Guest Post by Paul Micelli
As the latest English football season draws to a close, the managerial merry-go-round begins in earnest as a number of high-profile figures find themselves looking for new employment before the start of the forthcoming 2010/2011 campaign. In turn, clubs who have recently dismissed or lost a manager will be looking for new faces to lead them to glory or, in many cases, to keep them playing at a competitive level.
There is an old adage in football about a manager never being more than six games away from the sack. A previous run of good results can be easily forgotten by over-zealous chairmen if current form begins to see a team underachieving or slipping closer towards the relegation zone. Occasionally, it can be success that leads to the loss of a manager as leading clubs close in with promises of higher wages, bigger transfer budgets and a realistic chance of winning elusive silverware.
Naturally, a change of management inevitably leads to changes at other levels of club football and the effects can have a wide range of implications. While the appointment of a new manager may offer a noticeable lift in fortunes, some sides will begin to suffer after several seasons of playing to a particular style under a previously successful leader. Recruiting the right person for the job is of paramount importance and with the huge financial rewards associated with top level football, the wrong choice can lead to long-term difficulties such as losing key players, fighting for a league position or staving off administration.

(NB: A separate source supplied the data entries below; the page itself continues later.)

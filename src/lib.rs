pub mod app;
pub mod config;
pub mod domain;
pub mod error;
pub mod genomes;
pub mod http;
pub mod listing;
pub mod output;
pub mod ucsc;
pub mod wikipathways;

When a new manager arrives at a club there is usually a short honeymoon period where results are irrelevant as long as signs of progress are apparent. Often the arrival of a new face at the helm of a club produces a shock reaction that leads to a significant upturn in results, although there will naturally be other situations where a decline continues before things turn around. Results aside, even the most mercenary of chairmen will support their new appointment during this honeymoon period and dismissal will be unlikely during this time.

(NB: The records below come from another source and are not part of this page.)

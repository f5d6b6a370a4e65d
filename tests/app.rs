use std::cell::Cell;
use std::fs;

use assert_matches::assert_matches;
use camino::Utf8PathBuf;
use serde_json::{Value, json};

use visage_assets::app::App;
use visage_assets::config::{GenomeJob, PathwayJob};
use visage_assets::domain::UcscCatalog;
use visage_assets::error::AssetError;
use visage_assets::ucsc::UcscClient;
use visage_assets::wikipathways::PathwayClient;

struct MockUcsc {
    catalog: Value,
    calls: Cell<usize>,
}

impl MockUcsc {
    fn new(catalog: Value) -> Self {
        Self {
            catalog,
            calls: Cell::new(0),
        }
    }
}

impl UcscClient for &MockUcsc {
    fn list_genomes(&self) -> Result<UcscCatalog, AssetError> {
        self.calls.set(self.calls.get() + 1);
        UcscCatalog::from_value(self.catalog.clone())
    }
}

struct FailingUcsc;

impl UcscClient for FailingUcsc {
    fn list_genomes(&self) -> Result<UcscCatalog, AssetError> {
        Err(AssetError::CatalogStatus {
            catalog: "UCSC",
            status: 503,
            message: "unavailable".to_string(),
        })
    }
}

struct MockPathways(Value);

impl PathwayClient for MockPathways {
    fn pathway_info(&self) -> Result<Value, AssetError> {
        Ok(self.0.clone())
    }
}

struct UnusedPathways;

impl PathwayClient for UnusedPathways {
    fn pathway_info(&self) -> Result<Value, AssetError> {
        Err(AssetError::CatalogHttp {
            catalog: "WikiPathways",
            message: "not used".to_string(),
        })
    }
}

fn genome_job(root: &std::path::Path) -> GenomeJob {
    let root = Utf8PathBuf::from_path_buf(root.to_path_buf()).unwrap();
    let browser = root.join("igv.json");
    let species = root.join("eva.json");
    fs::write(
        browser.as_std_path(),
        serde_json::to_vec(&json!([
            {"id": "hg38", "tracks": [{"format": "refgene", "url": "refGene.txt.gz"}], "name": "Human"},
            {"id": "mm10", "tracks": [{"format": "bed"}], "name": "Mouse"}
        ]))
        .unwrap(),
    )
    .unwrap();
    fs::write(
        species.as_std_path(),
        serde_json::to_vec(&json!({
            "hg38": {"evaSpecies": "Homo sapiens", "trackHubId": "42", "extra": true},
            "mm10": {"evaSpecies": "Mus musculus"}
        }))
        .unwrap(),
    )
    .unwrap();

    GenomeJob {
        browser_genomes: browser,
        species_metadata: species,
        output: root.join("genomes.ts"),
        ..GenomeJob::default()
    }
}

fn ucsc_catalog() -> Value {
    json!({
        "hg38": {"organism": "Human", "description": "Dec. 2013 (GRCh38/hg38)"},
        "mm10": {"organism": "Mouse"}
    })
}

fn parse_constant(content: &str, name: &str) -> Value {
    let prefix = format!("export const {name} = ");
    let literal = content.strip_prefix(&prefix).unwrap();
    serde_json::from_str(literal).unwrap()
}

#[test]
fn genome_run_merges_all_three_sources() {
    let temp = tempfile::tempdir().unwrap();
    let job = genome_job(temp.path());
    let ucsc = MockUcsc::new(ucsc_catalog());
    let app = App::new(&ucsc, UnusedPathways);

    let result = app.run_genomes(&job).unwrap();
    assert_eq!(result.report.qualified, 1);
    assert_eq!(result.report.no_reference_track, 1);

    let content = fs::read_to_string(job.output.as_std_path()).unwrap();
    let genomes = parse_constant(&content, "genomes");
    assert_eq!(
        genomes,
        json!([{
            "id": "hg38",
            "tracks": [{"format": "refgene", "url": "refGene.txt.gz"}],
            "name": "Human",
            "organism": "Human",
            "description": "Dec. 2013 (GRCh38/hg38)",
            "evaSpecies": "Homo sapiens",
            "trackHubId": "42"
        }])
    );
    assert!(content.contains("\n    {\n        \"id\": \"hg38\""));
}

#[test]
fn genome_run_is_byte_identical_across_runs() {
    let temp = tempfile::tempdir().unwrap();
    let job = genome_job(temp.path());
    let ucsc = MockUcsc::new(ucsc_catalog());
    let app = App::new(&ucsc, UnusedPathways);

    app.run_genomes(&job).unwrap();
    let first = fs::read(job.output.as_std_path()).unwrap();
    app.run_genomes(&job).unwrap();
    let second = fs::read(job.output.as_std_path()).unwrap();
    assert_eq!(first, second);
    assert_eq!(ucsc.calls.get(), 2);
}

#[test]
fn fetch_failure_leaves_previous_output_untouched() {
    let temp = tempfile::tempdir().unwrap();
    let job = genome_job(temp.path());
    fs::write(job.output.as_std_path(), "previous").unwrap();

    let app = App::new(FailingUcsc, UnusedPathways);
    let err = app.run_genomes(&job).unwrap_err();
    assert_matches!(err, AssetError::CatalogStatus { status: 503, .. });
    assert_eq!(
        fs::read_to_string(job.output.as_std_path()).unwrap(),
        "previous"
    );
}

#[test]
fn malformed_listing_aborts_without_output() {
    let temp = tempfile::tempdir().unwrap();
    let job = genome_job(temp.path());
    fs::write(job.browser_genomes.as_std_path(), "[{\"id\": ").unwrap();

    let ucsc = MockUcsc::new(ucsc_catalog());
    let app = App::new(&ucsc, UnusedPathways);
    let err = app.run_genomes(&job).unwrap_err();
    assert_matches!(err, AssetError::InputParse { .. });
    assert!(!job.output.as_std_path().exists());
}

#[test]
fn pathway_run_writes_catalog_unchanged() {
    let temp = tempfile::tempdir().unwrap();
    let output = Utf8PathBuf::from_path_buf(temp.path().join("pathways.ts")).unwrap();
    let catalog = json!([
        {"id": "WP554", "url": "https://www.wikipathways.org/pathways/WP554", "species": "Homo sapiens", "revision": "134059"},
        {"id": "WP1", "name": "Statin pathway", "species": "Mus musculus"}
    ]);
    let job = PathwayJob {
        output: output.clone(),
        ..PathwayJob::default()
    };

    let ucsc = MockUcsc::new(json!({}));
    let app = App::new(&ucsc, MockPathways(catalog.clone()));
    let result = app.run_pathways(&job).unwrap();
    assert_eq!(ucsc.calls.get(), 0);
    assert_eq!(result.entries, 2);

    let content = fs::read_to_string(output.as_std_path()).unwrap();
    assert_eq!(parse_constant(&content, "pathways"), catalog);
    assert!(content.find("\"url\"").unwrap() < content.find("\"species\"").unwrap());
}

#[test]
fn listing_entries_unknown_to_ucsc_do_not_abort_the_run() {
    let temp = tempfile::tempdir().unwrap();
    let job = genome_job(temp.path());
    fs::write(
        job.browser_genomes.as_std_path(),
        serde_json::to_vec(&json!([
            {"id": "hg38", "tracks": [{"format": "refgene"}]},
            {"id": "chm13v2"},
            {"id": "", "tracks": []}
        ]))
        .unwrap(),
    )
    .unwrap();

    let ucsc = MockUcsc::new(ucsc_catalog());
    let app = App::new(&ucsc, UnusedPathways);
    let result = app.run_genomes(&job).unwrap();
    assert_eq!(result.report.qualified, 1);
    assert_eq!(result.report.missing_from_ucsc, 2);

    let content = fs::read_to_string(job.output.as_std_path()).unwrap();
    let genomes = parse_constant(&content, "genomes");
    assert_eq!(genomes.as_array().unwrap().len(), 1);
    assert_eq!(genomes[0]["id"], json!("hg38"));
}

The existence of a honeymoon period can be easily explained when certain influential factors are taken into consideration. Players will often experience a rise in form as they try to impress the new manager, particularly if they have failed to play regularly under the previous incumbent. If the managerial change has been made at the end of a season, players may be giving a little more to improve their chances of a new contract or to retain an existing one. The egotistical attitude of some top-flight players may even see them making a concerted effort because they feel somehow responsible for the demise of the previous manager.
However, morale in the dressing room can also be affected in a negative manner, particularly if a team was successful under the old manager. If a new appointment introduces training regimes and changes in playing style at an early stage, players can quickly lose confidence in the system and in their own abilities. Within weeks, a side that has shown a propensity to compete at the highest level can soon become a team of also-rans.